4月6日、6時10分にいいちこグランシアターで待ち合わせをして、チケットを受け取りました。このチケットをゲットするためによっちゃんが3時間電話をかけ続けたなんて知りませんでした。開場を待っている人のほとんどは40代50代。知っている人に何人もお会いしました。みんな生のたくろうに会えるのです。
34年前は、生ギターでしたが、ストリングスや管楽器も携えた23名のバンドでした。しかしたくろう節はそのままでした。3時間歌うと言っていましたが本当に3時間歌いっぱなしでした。歌い続けても声は変わりません。つれあいは、「コンサートではキイを1度下げている」と専門的なことを言っていましたが、もうそんなことはどうでもいい状態。私たちの席は前から26列目(オペラグラスを持っていくべきだった!)声を張り上げ、ギターを弾くたくろうの顔は、はっきりとは見えないのですが、34年前のたくろう節は健在でした。
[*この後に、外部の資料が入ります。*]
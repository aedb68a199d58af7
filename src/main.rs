#[cfg(target_arch = "wasm32")]
mod app;
mod app_lib;
#[cfg(target_arch = "wasm32")]
mod components;
mod features;
#[cfg(target_arch = "wasm32")]
mod routes;

#[cfg(target_arch = "wasm32")]
use crate::app::App;
#[cfg(target_arch = "wasm32")]
use leptos::prelude::mount_to_body;
#[cfg(target_arch = "wasm32")]
pub fn main() {
    mount_to_body(App);
}

#[cfg(not(target_arch = "wasm32"))]
pub fn main() {}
今の歌は良く知らないけれどたくろうの昔の歌は、歌詞が字余りなものが多く、それで今と昔の比較をしていました。30年以上たっても今に通用するのは、やっぱり素晴らしい曲だからだと思います。
がらっぱちのたくろうも4月で60歳。還暦です。私の周りは60代の人が大勢いらっしゃいますが、「本当に60歳?」と信じられません。
芝居でも音楽でも変に力が入りすぎていると見る人は終わった時に感動よりも疲れを感じるものです。たくろうのコンサートにはそれがありませんでした。自然体でした。
たくろうは、3年前、肺がんの手術を受けました。だから昔のたくろうより痩せていました。(コンサートツアーができるくらいだから大丈夫だよね。)とみんな心の中でそう思いながら声に出す勇気はありません。アンコールの後、深々とお辞儀をしたままのたくろうの姿が今も瞼に焼き付いています。